▶ [ACTIVITY]:
All lines of the material below that include the string "derive" are to be copied.

___

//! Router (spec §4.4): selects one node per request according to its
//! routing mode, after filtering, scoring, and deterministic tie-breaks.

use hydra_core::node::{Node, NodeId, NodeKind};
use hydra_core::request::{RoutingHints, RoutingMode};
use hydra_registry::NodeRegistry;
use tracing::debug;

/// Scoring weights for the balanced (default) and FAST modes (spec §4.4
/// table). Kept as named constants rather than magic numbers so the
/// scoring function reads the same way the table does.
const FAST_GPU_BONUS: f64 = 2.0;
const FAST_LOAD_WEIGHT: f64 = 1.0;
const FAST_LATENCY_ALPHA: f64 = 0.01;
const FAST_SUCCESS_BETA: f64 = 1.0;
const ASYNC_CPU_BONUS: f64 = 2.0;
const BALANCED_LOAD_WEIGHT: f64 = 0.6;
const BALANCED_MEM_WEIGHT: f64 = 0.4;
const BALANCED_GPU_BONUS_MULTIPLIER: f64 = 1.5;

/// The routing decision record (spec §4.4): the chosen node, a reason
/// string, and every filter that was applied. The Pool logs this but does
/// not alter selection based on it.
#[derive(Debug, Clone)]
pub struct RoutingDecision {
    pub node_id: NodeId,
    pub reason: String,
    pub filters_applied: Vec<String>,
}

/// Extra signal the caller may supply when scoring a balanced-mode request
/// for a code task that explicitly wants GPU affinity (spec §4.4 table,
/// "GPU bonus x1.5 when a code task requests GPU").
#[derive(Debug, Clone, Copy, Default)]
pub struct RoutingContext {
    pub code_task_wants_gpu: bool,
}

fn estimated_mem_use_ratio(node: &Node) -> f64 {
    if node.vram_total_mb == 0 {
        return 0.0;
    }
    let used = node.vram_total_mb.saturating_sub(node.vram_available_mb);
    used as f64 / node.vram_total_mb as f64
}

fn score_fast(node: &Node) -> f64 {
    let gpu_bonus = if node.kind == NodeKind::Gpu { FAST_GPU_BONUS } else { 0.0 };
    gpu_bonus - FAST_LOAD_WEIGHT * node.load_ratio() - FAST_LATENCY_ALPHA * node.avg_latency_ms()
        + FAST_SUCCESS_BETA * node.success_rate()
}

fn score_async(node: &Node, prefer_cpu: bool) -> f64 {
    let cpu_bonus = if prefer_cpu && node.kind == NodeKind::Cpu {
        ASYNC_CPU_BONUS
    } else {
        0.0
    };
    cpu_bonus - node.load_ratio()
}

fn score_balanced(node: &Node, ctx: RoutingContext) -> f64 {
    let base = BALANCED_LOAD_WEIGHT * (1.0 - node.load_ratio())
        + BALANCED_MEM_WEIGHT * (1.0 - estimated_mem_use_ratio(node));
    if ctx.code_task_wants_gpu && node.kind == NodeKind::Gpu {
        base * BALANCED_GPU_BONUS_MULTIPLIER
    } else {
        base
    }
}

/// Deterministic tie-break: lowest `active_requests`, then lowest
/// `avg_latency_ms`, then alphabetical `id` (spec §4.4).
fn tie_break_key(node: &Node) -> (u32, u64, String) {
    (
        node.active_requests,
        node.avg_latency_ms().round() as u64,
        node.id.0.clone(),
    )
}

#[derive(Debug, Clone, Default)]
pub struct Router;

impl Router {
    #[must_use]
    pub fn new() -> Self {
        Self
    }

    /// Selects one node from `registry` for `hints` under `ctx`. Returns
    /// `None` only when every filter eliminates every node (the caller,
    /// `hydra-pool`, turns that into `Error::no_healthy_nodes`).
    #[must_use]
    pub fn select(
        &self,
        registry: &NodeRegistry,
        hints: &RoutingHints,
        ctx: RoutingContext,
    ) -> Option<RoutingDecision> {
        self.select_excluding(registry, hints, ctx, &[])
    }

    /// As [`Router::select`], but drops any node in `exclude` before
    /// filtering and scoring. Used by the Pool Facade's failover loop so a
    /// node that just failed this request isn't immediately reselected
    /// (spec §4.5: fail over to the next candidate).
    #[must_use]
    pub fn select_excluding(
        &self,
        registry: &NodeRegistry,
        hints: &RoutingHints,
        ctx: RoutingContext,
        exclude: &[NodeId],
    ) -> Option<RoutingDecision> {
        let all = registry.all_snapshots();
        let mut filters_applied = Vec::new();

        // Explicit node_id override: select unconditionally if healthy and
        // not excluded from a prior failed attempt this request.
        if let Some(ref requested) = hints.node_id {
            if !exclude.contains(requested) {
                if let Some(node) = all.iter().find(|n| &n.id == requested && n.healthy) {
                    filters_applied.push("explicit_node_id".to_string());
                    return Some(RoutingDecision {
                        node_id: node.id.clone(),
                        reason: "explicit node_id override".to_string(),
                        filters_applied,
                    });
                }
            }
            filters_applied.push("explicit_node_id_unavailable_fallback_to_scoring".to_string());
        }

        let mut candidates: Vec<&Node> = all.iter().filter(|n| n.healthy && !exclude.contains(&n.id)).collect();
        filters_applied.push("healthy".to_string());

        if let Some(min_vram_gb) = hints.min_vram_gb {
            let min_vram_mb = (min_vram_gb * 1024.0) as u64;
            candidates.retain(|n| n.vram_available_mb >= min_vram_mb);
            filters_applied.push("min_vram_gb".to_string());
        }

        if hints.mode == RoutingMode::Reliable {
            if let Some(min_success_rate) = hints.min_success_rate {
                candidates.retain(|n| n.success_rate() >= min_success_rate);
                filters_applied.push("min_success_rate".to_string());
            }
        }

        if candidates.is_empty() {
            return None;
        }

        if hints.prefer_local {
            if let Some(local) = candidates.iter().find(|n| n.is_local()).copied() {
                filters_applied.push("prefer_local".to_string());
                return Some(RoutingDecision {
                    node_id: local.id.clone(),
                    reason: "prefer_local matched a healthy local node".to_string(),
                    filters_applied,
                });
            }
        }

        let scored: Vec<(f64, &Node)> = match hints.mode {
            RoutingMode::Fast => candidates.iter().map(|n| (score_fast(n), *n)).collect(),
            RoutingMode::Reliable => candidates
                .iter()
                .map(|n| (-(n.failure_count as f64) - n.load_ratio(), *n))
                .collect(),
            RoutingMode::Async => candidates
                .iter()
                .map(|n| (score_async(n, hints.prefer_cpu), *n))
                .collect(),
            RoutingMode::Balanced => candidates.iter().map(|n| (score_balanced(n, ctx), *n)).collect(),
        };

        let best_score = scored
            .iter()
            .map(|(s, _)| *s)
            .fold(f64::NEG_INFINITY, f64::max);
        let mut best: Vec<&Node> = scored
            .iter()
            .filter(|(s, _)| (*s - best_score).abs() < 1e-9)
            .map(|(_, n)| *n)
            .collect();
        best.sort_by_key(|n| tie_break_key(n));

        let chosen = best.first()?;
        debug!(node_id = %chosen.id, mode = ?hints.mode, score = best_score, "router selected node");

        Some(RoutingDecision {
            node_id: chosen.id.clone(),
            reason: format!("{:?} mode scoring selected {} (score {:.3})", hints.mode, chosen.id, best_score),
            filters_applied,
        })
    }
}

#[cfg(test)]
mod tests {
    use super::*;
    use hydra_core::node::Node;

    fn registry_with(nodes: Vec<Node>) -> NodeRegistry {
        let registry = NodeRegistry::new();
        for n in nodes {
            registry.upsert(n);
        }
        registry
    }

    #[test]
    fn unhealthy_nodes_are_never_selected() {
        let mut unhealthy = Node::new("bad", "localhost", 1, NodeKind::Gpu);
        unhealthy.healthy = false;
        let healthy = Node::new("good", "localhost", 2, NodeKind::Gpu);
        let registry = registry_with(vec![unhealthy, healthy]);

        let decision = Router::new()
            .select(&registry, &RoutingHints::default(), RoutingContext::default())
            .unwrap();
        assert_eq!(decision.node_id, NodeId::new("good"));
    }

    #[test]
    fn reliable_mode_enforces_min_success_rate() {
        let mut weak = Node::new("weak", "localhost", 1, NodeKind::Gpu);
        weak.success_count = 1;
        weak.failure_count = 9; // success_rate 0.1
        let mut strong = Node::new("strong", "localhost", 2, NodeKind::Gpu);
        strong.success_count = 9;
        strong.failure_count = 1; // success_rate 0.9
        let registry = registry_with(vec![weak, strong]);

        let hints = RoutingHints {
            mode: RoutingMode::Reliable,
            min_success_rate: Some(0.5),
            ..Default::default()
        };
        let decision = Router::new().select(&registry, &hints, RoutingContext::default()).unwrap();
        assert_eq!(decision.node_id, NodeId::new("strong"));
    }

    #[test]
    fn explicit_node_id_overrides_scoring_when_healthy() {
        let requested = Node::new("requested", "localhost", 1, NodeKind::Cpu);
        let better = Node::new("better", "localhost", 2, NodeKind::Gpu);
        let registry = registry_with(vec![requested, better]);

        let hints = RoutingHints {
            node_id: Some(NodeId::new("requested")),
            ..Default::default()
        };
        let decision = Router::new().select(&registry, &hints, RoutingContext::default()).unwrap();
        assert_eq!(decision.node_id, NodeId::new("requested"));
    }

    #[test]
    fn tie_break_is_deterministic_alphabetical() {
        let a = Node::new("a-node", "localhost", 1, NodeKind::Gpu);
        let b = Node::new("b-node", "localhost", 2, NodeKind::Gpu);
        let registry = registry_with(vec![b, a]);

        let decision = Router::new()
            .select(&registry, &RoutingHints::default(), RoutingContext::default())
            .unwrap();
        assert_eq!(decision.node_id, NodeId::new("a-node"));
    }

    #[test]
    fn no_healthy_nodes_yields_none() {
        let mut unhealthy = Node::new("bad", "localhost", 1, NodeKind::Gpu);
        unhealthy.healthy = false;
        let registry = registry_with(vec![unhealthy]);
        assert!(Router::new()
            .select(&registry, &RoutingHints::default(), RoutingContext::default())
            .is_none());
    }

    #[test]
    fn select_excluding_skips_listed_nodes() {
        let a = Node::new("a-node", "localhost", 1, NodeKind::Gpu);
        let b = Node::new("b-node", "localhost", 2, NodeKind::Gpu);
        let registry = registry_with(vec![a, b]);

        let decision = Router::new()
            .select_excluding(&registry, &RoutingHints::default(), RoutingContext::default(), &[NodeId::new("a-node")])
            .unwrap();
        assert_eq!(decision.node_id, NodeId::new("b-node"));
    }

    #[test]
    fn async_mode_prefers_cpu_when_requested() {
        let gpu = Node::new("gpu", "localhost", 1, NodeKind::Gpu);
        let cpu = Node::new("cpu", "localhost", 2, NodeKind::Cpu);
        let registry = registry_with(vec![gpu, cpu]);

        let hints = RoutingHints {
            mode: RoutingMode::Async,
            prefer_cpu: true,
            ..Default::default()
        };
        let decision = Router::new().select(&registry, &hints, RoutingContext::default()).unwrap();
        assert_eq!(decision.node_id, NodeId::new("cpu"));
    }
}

___

▶ [OUTPUT BELOW]:
#[derive(Debug, Clone)]
#[derive(Debug, Clone, Copy, Default)]
#[derive(Debug, Clone, Default)]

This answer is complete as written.